Dr. Jerome Pagani: Yeah, both-and with the caveat that what we're thinking about is that the interoperability problem has been solved so that it reduces risks on the physician and patient side and also ensures that you're not getting duplicated efforts. Yeah, well, at the end of the podcast, we like to ask everybody this question, which is can you give us an example two or three examples of things that are so well designed that they and they could be outside of health care, but they're so well-designed that they bring you joy to interact with?
Dr. Matt Sakumoto: Yeah, I have my three things. For those that don't know, I love eating and cooking. So these are going to be definitely outside of the realm of health care. Underrated thing is the garlic press. Single-use tool only used minced garlic, and I thought, I don't need this. Like I have a knife. I have a cutting board. If I need to do a piece of garlic, fine. It's a Rincon garlic press. It has: one, presses the garlic well, two, easy to clean. And so, for both of those reasons, and there was a time I was like, oh, if I have to do like three garlic cloves, I'll only bring out the tool then. Now, even if it's just one, pull it out, do it, crush the garlic, and then wash tool, said the Rincon Garlic Press. Totally worth it.

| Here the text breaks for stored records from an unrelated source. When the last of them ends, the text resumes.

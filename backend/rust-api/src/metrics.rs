use lazy_static::lazy_static;
use prometheus::{
    register_histogram_vec, register_int_counter, register_int_counter_vec, Encoder,
    HistogramVec, IntCounter, IntCounterVec, TextEncoder,
};

lazy_static! {
    // HTTP Metrics
    pub static ref HTTP_REQUESTS_TOTAL: IntCounterVec = register_int_counter_vec!(
        "http_requests_total",
        "Total number of HTTP requests",
        &["method", "path", "status"]
    )
    .unwrap();

    pub static ref HTTP_REQUEST_DURATION_SECONDS: HistogramVec = register_histogram_vec!(
        "http_request_duration_seconds",
        "HTTP request duration in seconds",
        &["method", "path"],
        vec![0.001, 0.005, 0.01, 0.025, 0.05, 0.1, 0.25, 0.5, 1.0, 2.5, 5.0, 10.0]
    )
    .unwrap();

    // Database Metrics (MongoDB)
    pub static ref DB_OPERATIONS_TOTAL: IntCounterVec = register_int_counter_vec!(
        "db_operations_total",
        "Total number of database operations",
        &["operation", "collection", "status"]
    )
    .unwrap();

    pub static ref DB_OPERATION_DURATION_SECONDS: HistogramVec = register_histogram_vec!(
        "db_operation_duration_seconds",
        "Database operation duration in seconds",
        &["operation", "collection"],
        vec![0.001, 0.005, 0.01, 0.025, 0.05, 0.1, 0.25, 0.5, 1.0]
    )
    .unwrap();

    // Business Metrics
    pub static ref FORMS_CREATED_TOTAL: IntCounter = register_int_counter!(
        "forms_created_total",
        "Total number of forms created"
    )
    .unwrap();

    pub static ref FORMS_DELETED_TOTAL: IntCounter = register_int_counter!(
        "forms_deleted_total",
        "Total number of forms deleted"
    )
    .unwrap();

    pub static ref SUBMISSIONS_TOTAL: IntCounterVec = register_int_counter_vec!(
        "submissions_total",
        "Total number of form submissions by outcome",
        &["result"]
    )
    .unwrap();

    pub static ref DRAFTS_SAVED_TOTAL: IntCounter = register_int_counter!(
        "drafts_saved_total",
        "Total number of draft autosaves"
    )
    .unwrap();

    pub static ref PARTICIPATION_TRANSITIONS_TOTAL: IntCounterVec = register_int_counter_vec!(
        "participation_transitions_total",
        "Participation status changes",
        &["from", "to"]
    )
    .unwrap();
}

/// Renders all metrics in Prometheus text format
pub fn render_metrics() -> Result<String, prometheus::Error> {
    let encoder = TextEncoder::new();
    let metric_families = prometheus::gather();
    let mut buffer = Vec::new();
    encoder.encode(&metric_families, &mut buffer)?;
    String::from_utf8(buffer)
        .map_err(|e| prometheus::Error::Msg(format!("Failed to convert metrics to UTF-8: {}", e)))
}

/// Helper: track database operation with metrics
pub async fn track_db_operation<F, T, E>(operation: &str, collection: &str, future: F) -> Result<T, E>
where
    F: std::future::Future<Output = Result<T, E>>,
{
    let start = std::time::Instant::now();
    let result = future.await;
    let duration = start.elapsed().as_secs_f64();

    let status = if result.is_ok() { "success" } else { "error" };

    DB_OPERATIONS_TOTAL
        .with_label_values(&[operation, collection, status])
        .inc();

    DB_OPERATION_DURATION_SECONDS
        .with_label_values(&[operation, collection])
        .observe(duration);

    result
}

pub fn record_submission(result: &str) {
    SUBMISSIONS_TOTAL.with_label_values(&[result]).inc();
}

pub fn record_transition(from: &str, to: &str) {
    PARTICIPATION_TRANSITIONS_TOTAL
        .with_label_values(&[from, to])
        .inc();
}

#[cfg(test)]
mod tests {
    use super::*;

    #[test]
    fn test_metrics_registration() {
        let _ = HTTP_REQUESTS_TOTAL
            .with_label_values(&["GET", "/health", "200"])
            .get();
    }

    #[test]
    fn test_render_metrics() {
        HTTP_REQUESTS_TOTAL
            .with_label_values(&["GET", "/test", "200"])
            .inc();
        record_transition("none", "in_progress");

        let output = render_metrics().unwrap();
        assert!(output.contains("http_requests_total"));
        assert!(output.contains("participation_transitions_total"));
    }

    #[tokio::test]
    async fn test_track_db_operation_passes_result_through() {
        let ok: Result<u8, String> = track_db_operation("find", "forms", async { Ok(7) }).await;
        assert_eq!(ok, Ok(7));

        let err: Result<u8, String> =
            track_db_operation("find", "forms", async { Err("boom".to_string()) }).await;
        assert!(err.is_err());
    }
}
#[async_trait]
impl UserRepository for MongoStore {
    async fn insert_user(&self, user: &User) -> RepositoryResult<()> {
        track_db_operation("insert_one", USERS, async {
            self.users()
                .insert_one(user)
                .await
                .map(|_| ())
                .map_err(|e| backend(e, "Failed to insert user"))
        })
        .await
    }

    async fn find_user_by_email(&self, email: &str) -> RepositoryResult<Option<User>> {
        track_db_operation("find_one", USERS, async {
            self.users()
                .find_one(doc! { "email": email })
                .await
                .map_err(|e| backend(e, "Failed to query user"))
        })
        .await
    }

    async fn find_user_by_id(&self, id: &str) -> RepositoryResult<Option<User>> {
        track_db_operation("find_one", USERS, async {
            self.users()
                .find_one(doc! { "_id": id })
                .await
                .map_err(|e| backend(e, "Failed to query user"))
        })
        .await
    }

    async fn find_users_by_ids(&self, ids: &[String]) -> RepositoryResult<Vec<User>> {
        if ids.is_empty() {
            return Ok(Vec::new());
        }
        track_db_operation("find", USERS, async {
            self.users()
                .find(doc! { "_id": { "$in": ids.to_vec() } })
                .await
                .map_err(|e| backend(e, "Failed to query users"))?
                .try_collect()
                .await
                .map_err(|e| backend(e, "Failed to read users"))
        })
        .await
    }

    async fn record_login(&self, user_id: &str, at: DateTime<Utc>) -> RepositoryResult<()> {
        track_db_operation("update_one", USERS, async {
            self.users()
                .update_one(
                    doc! { "_id": user_id },
                    doc! { "$set": { "lastLoginAt": chrono_to_bson(at) } },
                )
                .await
                .map(|_| ())
                .map_err(|e| backend(e, "Failed to update last login timestamp"))
        })
        .await
    }
}
use axum::{
    extract::{Path, Query, State},
    http::StatusCode,
    response::IntoResponse,
    Extension, Json,
};
use std::sync::Arc;

use crate::{
    error::ServiceError,
    middlewares::auth::JwtClaims,
    models::{
        dashboard::ActivitiesQuery,
        participation::{ParticipationResponse, ParticipationStatus},
    },
    services::{
        dashboard_service::DashboardService, participation_service::ParticipationService,
        AppState,
    },
};

/// GET /api/v1/dashboard
pub async fn get_dashboard(
    State(state): State<Arc<AppState>>,
    Extension(claims): Extension<JwtClaims>,
) -> Result<impl IntoResponse, ServiceError> {
    let data = DashboardService::new(state.store.clone())
        .dashboard(&claims.sub)
        .await?;
    Ok(Json(data))
}

/// GET /api/v1/dashboard/activities?status=&page=&per_page=
pub async fn list_activities(
    State(state): State<Arc<AppState>>,
    Extension(claims): Extension<JwtClaims>,
    Query(query): Query<ActivitiesQuery>,
) -> Result<impl IntoResponse, ServiceError> {
    let page = DashboardService::new(state.store.clone())
        .activities(&claims.sub, &query)
        .await?;
    Ok(Json(page))
}

/// GET /api/v1/dashboard/forms/{form_id}/status
pub async fn get_status(
    State(state): State<Arc<AppState>>,
    Extension(claims): Extension<JwtClaims>,
    Path(form_id): Path<String>,
) -> Result<impl IntoResponse, ServiceError> {
    let participation = ParticipationService::new(state.store.clone())
        .get_participation(&claims.sub, &form_id)
        .await?;
    Ok(Json(ParticipationResponse::from(participation)))
}

/// PUT /api/v1/dashboard/forms/{form_id}/status/{status}
pub async fn set_status(
    State(state): State<Arc<AppState>>,
    Extension(claims): Extension<JwtClaims>,
    Path((form_id, status)): Path<(String, String)>,
) -> Result<impl IntoResponse, ServiceError> {
    let status = match status.parse::<ParticipationStatus>() {
        Ok(status) if status != ParticipationStatus::Deleted => status,
        _ => {
            return Err(ServiceError::Validation(format!(
                "status must be one of available, in_progress, completed; got {}",
                status
            )))
        }
    };

    let participation = ParticipationService::new(state.store.clone())
        .set_status(&claims.sub, &form_id, status)
        .await?;
    Ok(Json(ParticipationResponse::from(participation)))
}

/// DELETE /api/v1/dashboard/forms/{form_id}/status
pub async fn delete_status(
    State(state): State<Arc<AppState>>,
    Extension(claims): Extension<JwtClaims>,
    Path(form_id): Path<String>,
) -> Result<impl IntoResponse, ServiceError> {
    ParticipationService::new(state.store.clone())
        .delete_participation(&claims.sub, &form_id)
        .await?;
    Ok(StatusCode::NO_CONTENT)
}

Dr. Jerome Pagani: There are people that only use one garlic clove. I mean, is it someone from the Italian heritage?
Dr. Craig Joseph: This is insanity.
Dr. Jerome Pagani: Sorry. Sorry. Go ahead.

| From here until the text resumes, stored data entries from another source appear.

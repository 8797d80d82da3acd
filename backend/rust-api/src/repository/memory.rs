use async_trait::async_trait;
use chrono::{DateTime, Utc};
use std::collections::HashMap;
use tokio::sync::RwLock;

use super::{
    DraftRepository, FormRepository, ParticipationRepository, RefreshTokenRepository,
    RepositoryError, RepositoryResult, Store, SubmissionRepository, UserRepository,
};
use crate::models::{
    draft::DraftSubmission,
    form::Form,
    participation::{ParticipationStatus, UserFormParticipation},
    refresh_token::RefreshToken,
    submission::Submission,
    user::User,
};

type PairKey = (String, String);

fn pair_key(user_id: &str, form_id: &str) -> PairKey {
    (user_id.to_string(), form_id.to_string())
}

#[derive(Default)]
struct Tables {
    forms: HashMap<String, Form>,
    submissions: HashMap<PairKey, Submission>,
    drafts: HashMap<PairKey, DraftSubmission>,
    participations: HashMap<PairKey, UserFormParticipation>,
    users: HashMap<String, User>,
    refresh_tokens: HashMap<String, RefreshToken>,
}

/// Process-local store. Every operation runs under one lock, so each call is
/// atomic with respect to the others; uniqueness is enforced by map keys.
#[derive(Default)]
pub struct InMemoryStore {
    tables: RwLock<Tables>,
}

impl InMemoryStore {
    pub fn new() -> Self {
        Self::default()
    }
}

fn newest_forms_first(mut forms: Vec<Form>) -> Vec<Form> {
    forms.sort_by(|a, b| b.created_at.cmp(&a.created_at));
    forms
}

fn most_recent_first(mut rows: Vec<UserFormParticipation>) -> Vec<UserFormParticipation> {
    rows.sort_by(|a, b| b.last_modified.cmp(&a.last_modified));
    rows
}

#[async_trait]
impl FormRepository for InMemoryStore {
    async fn insert_form(&self, form: &Form) -> RepositoryResult<()> {
        let mut tables = self.tables.write().await;
        if tables.forms.contains_key(&form.id) {
            return Err(RepositoryError::Duplicate);
        }
        tables.forms.insert(form.id.clone(), form.clone());
        Ok(())
    }

    async fn find_form(&self, id: &str) -> RepositoryResult<Option<Form>> {
        let tables = self.tables.read().await;
        Ok(tables.forms.get(id).filter(|f| !f.is_deleted()).cloned())
    }

    async fn find_forms_by_ids(&self, ids: &[String]) -> RepositoryResult<Vec<Form>> {
        let tables = self.tables.read().await;
        Ok(ids
            .iter()
            .filter_map(|id| tables.forms.get(id).cloned())
            .collect())
    }

    async fn list_forms_by_owner(&self, owner_id: &str) -> RepositoryResult<Vec<Form>> {
        let tables = self.tables.read().await;
        let forms = tables
            .forms
            .values()
            .filter(|f| !f.is_deleted() && f.is_owned_by(owner_id))
            .cloned()
            .collect();
        Ok(newest_forms_first(forms))
    }

    async fn list_active_forms(&self, now: DateTime<Utc>) -> RepositoryResult<Vec<Form>> {
        let tables = self.tables.read().await;
        let forms = tables
            .forms
            .values()
            .filter(|f| f.is_active_at(now))
            .cloned()
            .collect();
        Ok(newest_forms_first(forms))
    }

    async fn replace_form(&self, form: &Form) -> RepositoryResult<bool> {
        let mut tables = self.tables.write().await;
        match tables.forms.get_mut(&form.id) {
            Some(stored) if !stored.is_deleted() => {
                *stored = form.clone();
                Ok(true)
            }
            _ => Ok(false),
        }
    }

    async fn delete_form_cascade(
        &self,
        form_id: &str,
        now: DateTime<Utc>,
    ) -> RepositoryResult<bool> {
        let mut tables = self.tables.write().await;

        match tables.forms.get_mut(form_id) {
            Some(form) if !form.is_deleted() => {
                form.deleted_at = Some(now);
                form.updated_at = now;
                form.questions.clear();
            }
            _ => return Ok(false),
        }

        for participation in tables.participations.values_mut() {
            if participation.form_id == form_id {
                participation.status = ParticipationStatus::Deleted;
                participation.last_modified = now;
                participation.version += 1;
            }
        }
        tables.submissions.retain(|(_, f), _| f != form_id);
        tables.drafts.retain(|(_, f), _| f != form_id);

        Ok(true)
    }
}

#[async_trait]
impl SubmissionRepository for InMemoryStore {
    async fn insert_submission(&self, submission: &Submission) -> RepositoryResult<()> {
        let mut tables = self.tables.write().await;
        let key = pair_key(&submission.user_id, &submission.form_id);
        if tables.submissions.contains_key(&key) {
            return Err(RepositoryError::Duplicate);
        }
        tables.submissions.insert(key, submission.clone());
        Ok(())
    }

    async fn submission_exists(&self, user_id: &str, form_id: &str) -> RepositoryResult<bool> {
        let tables = self.tables.read().await;
        Ok(tables.submissions.contains_key(&pair_key(user_id, form_id)))
    }

    async fn list_submissions_by_form(&self, form_id: &str) -> RepositoryResult<Vec<Submission>> {
        let tables = self.tables.read().await;
        let mut submissions: Vec<Submission> = tables
            .submissions
            .values()
            .filter(|s| s.form_id == form_id)
            .cloned()
            .collect();
        submissions.sort_by(|a, b| b.completed_at.cmp(&a.completed_at));
        Ok(submissions)
    }

    async fn count_submissions_by_form(&self, form_id: &str) -> RepositoryResult<u64> {
        let tables = self.tables.read().await;
        Ok(tables
            .submissions
            .values()
            .filter(|s| s.form_id == form_id)
            .count() as u64)
    }

    async fn list_submitted_form_ids(&self, user_id: &str) -> RepositoryResult<Vec<String>> {
        let tables = self.tables.read().await;
        Ok(tables
            .submissions
            .values()
            .filter(|s| s.user_id == user_id)
            .map(|s| s.form_id.clone())
            .collect())
    }
}

#[async_trait]
impl DraftRepository for InMemoryStore {
    async fn upsert_draft(&self, draft: &DraftSubmission) -> RepositoryResult<DraftSubmission> {
        let mut tables = self.tables.write().await;
        let stored = tables
            .drafts
            .entry(pair_key(&draft.user_id, &draft.form_id))
            .and_modify(|existing| {
                existing.answers = draft.answers.clone();
                existing.progress_percentage = draft.progress_percentage;
                existing.updated_at = draft.updated_at;
            })
            .or_insert_with(|| draft.clone());
        Ok(stored.clone())
    }

    async fn find_draft(
        &self,
        user_id: &str,
        form_id: &str,
    ) -> RepositoryResult<Option<DraftSubmission>> {
        let tables = self.tables.read().await;
        Ok(tables.drafts.get(&pair_key(user_id, form_id)).cloned())
    }

    async fn delete_draft(&self, user_id: &str, form_id: &str) -> RepositoryResult<bool> {
        let mut tables = self.tables.write().await;
        Ok(tables.drafts.remove(&pair_key(user_id, form_id)).is_some())
    }
}

#[async_trait]
impl ParticipationRepository for InMemoryStore {
    async fn find_participation(
        &self,
        user_id: &str,
        form_id: &str,
    ) -> RepositoryResult<Option<UserFormParticipation>> {
        let tables = self.tables.read().await;
        Ok(tables.participations.get(&pair_key(user_id, form_id)).cloned())
    }

    async fn insert_participation(
        &self,
        participation: &UserFormParticipation,
    ) -> RepositoryResult<()> {
        let mut tables = self.tables.write().await;
        let key = pair_key(&participation.user_id, &participation.form_id);
        if tables.participations.contains_key(&key) {
            return Err(RepositoryError::Duplicate);
        }
        tables.participations.insert(key, participation.clone());
        Ok(())
    }

    async fn replace_participation(
        &self,
        participation: &UserFormParticipation,
        expected_version: i64,
    ) -> RepositoryResult<bool> {
        let mut tables = self.tables.write().await;
        let key = pair_key(&participation.user_id, &participation.form_id);
        match tables.participations.get_mut(&key) {
            Some(stored) if stored.id == participation.id && stored.version == expected_version => {
                *stored = participation.clone();
                Ok(true)
            }
            _ => Ok(false),
        }
    }

    async fn delete_participation(&self, user_id: &str, form_id: &str) -> RepositoryResult<bool> {
        let mut tables = self.tables.write().await;
        Ok(tables
            .participations
            .remove(&pair_key(user_id, form_id))
            .is_some())
    }

    async fn list_participations_by_user(
        &self,
        user_id: &str,
    ) -> RepositoryResult<Vec<UserFormParticipation>> {
        let tables = self.tables.read().await;
        let rows = tables
            .participations
            .values()
            .filter(|p| p.user_id == user_id)
            .cloned()
            .collect();
        Ok(most_recent_first(rows))
    }

    async fn list_participations_by_form(
        &self,
        form_id: &str,
        status: ParticipationStatus,
    ) -> RepositoryResult<Vec<UserFormParticipation>> {
        let tables = self.tables.read().await;
        let rows = tables
            .participations
            .values()
            .filter(|p| p.form_id == form_id && p.status == status)
            .cloned()
            .collect();
        Ok(most_recent_first(rows))
    }

    async fn count_participations(
        &self,
        user_id: &str,
        status: ParticipationStatus,
    ) -> RepositoryResult<u64> {
        let tables = self.tables.read().await;
        Ok(tables
            .participations
            .values()
            .filter(|p| p.user_id == user_id && p.status == status)
            .count() as u64)
    }

    async fn count_participations_modified_since(
        &self,
        user_id: &str,
        since: DateTime<Utc>,
    ) -> RepositoryResult<u64> {
        let tables = self.tables.read().await;
        Ok(tables
            .participations
            .values()
            .filter(|p| p.user_id == user_id && p.last_modified >= since)
            .count() as u64)
    }

    async fn page_participations(
        &self,
        user_id: &str,
        status: Option<ParticipationStatus>,
        skip: u64,
        limit: u64,
    ) -> RepositoryResult<(Vec<UserFormParticipation>, u64)> {
        let tables = self.tables.read().await;
        let rows: Vec<UserFormParticipation> = tables
            .participations
            .values()
            .filter(|p| p.user_id == user_id && status.is_none_or(|s| p.status == s))
            .cloned()
            .collect();
        let total = rows.len() as u64;

        let page = most_recent_first(rows)
            .into_iter()
            .skip(usize::try_from(skip).unwrap_or(usize::MAX))
            .take(usize::try_from(limit).unwrap_or(usize::MAX))
            .collect();

        Ok((page, total))
    }
}

#[async_trait]
impl UserRepository for InMemoryStore {
    async fn insert_user(&self, user: &User) -> RepositoryResult<()> {
        let mut tables = self.tables.write().await;
        if tables.users.values().any(|u| u.email == user.email) {
            return Err(RepositoryError::Duplicate);
        }
        tables.users.insert(user.id.clone(), user.clone());
        Ok(())
    }

    async fn find_user_by_email(&self, email: &str) -> RepositoryResult<Option<User>> {
        let tables = self.tables.read().await;
        Ok(tables.users.values().find(|u| u.email == email).cloned())
    }

    async fn find_user_by_id(&self, id: &str) -> RepositoryResult<Option<User>> {
        let tables = self.tables.read().await;
        Ok(tables.users.get(id).cloned())
    }

    async fn find_users_by_ids(&self, ids: &[String]) -> RepositoryResult<Vec<User>> {
        let tables = self.tables.read().await;
        Ok(ids
            .iter()
            .filter_map(|id| tables.users.get(id).cloned())
            .collect())
    }

    async fn record_login(&self, user_id: &str, at: DateTime<Utc>) -> RepositoryResult<()> {
        let mut tables = self.tables.write().await;
        if let Some(user) = tables.users.get_mut(user_id) {
            user.last_login_at = Some(at);
        }
        Ok(())
    }
}

#[async_trait]
impl RefreshTokenRepository for InMemoryStore {
    async fn insert_refresh_token(&self, token: &RefreshToken) -> RepositoryResult<()> {
        let mut tables = self.tables.write().await;
        if tables.refresh_tokens.contains_key(&token.token_hash) {
            return Err(RepositoryError::Duplicate);
        }
        tables
            .refresh_tokens
            .insert(token.token_hash.clone(), token.clone());
        Ok(())
    }

    async fn find_refresh_token(&self, token_hash: &str) -> RepositoryResult<Option<RefreshToken>> {
        let tables = self.tables.read().await;
        Ok(tables.refresh_tokens.get(token_hash).cloned())
    }

    async fn touch_refresh_token(
        &self,
        token_hash: &str,
        at: DateTime<Utc>,
    ) -> RepositoryResult<()> {
        let mut tables = self.tables.write().await;
        if let Some(token) = tables.refresh_tokens.get_mut(token_hash) {
            token.last_used_at = at;
        }
        Ok(())
    }

    async fn revoke_refresh_token(&self, token_hash: &str) -> RepositoryResult<bool> {
        let mut tables = self.tables.write().await;
        match tables.refresh_tokens.get_mut(token_hash) {
            Some(token) if !token.revoked => {
                token.revoked = true;
                Ok(true)
            }
            _ => Ok(false),
        }
    }
}

#[async_trait]
impl Store for InMemoryStore {
    async fn ping(&self) -> RepositoryResult<()> {
        Ok(())
    }
}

Dr. Matt Sakumoto: Because it's so that's one of the things which is a tool that seems so simple that I thought I didn't need it. And then now that it gets used daily. Yeah. Let's see the one other one actually, I'm not sure what the level of design is, but some but I will say so we were talking about this before we started the podcast. My dog that was barking is definitely something that is designed to bring joy. She is a 17-pound Cavapoo, this little white thing, but it is the level of interaction, the way that she looks at you, the way that she endears herself to you. That was like actually when you first asked the question to me, that was the first thing that popped into my mind was like, actually this dog is like built for bringing joy.
Dr. Craig Joseph: Wow. We yeah, I wasn't as surprised by the garlic press as I was by the dog, but it makes complete sense. Well, that's great, Matt thank you so much. It's been a pleasure talking with you today and learning about how we how you are trying to design a better healthcare system and both for you and for the patients that that you serve and your colleagues all around Silicon Valley and in the rest of the country. I think Silicon Valley's like 50% of the country. And then there's the other part, so thanks for joining us and keep on keeping on.
Dr. Matt Sakumoto: Thank you both. I had a great time.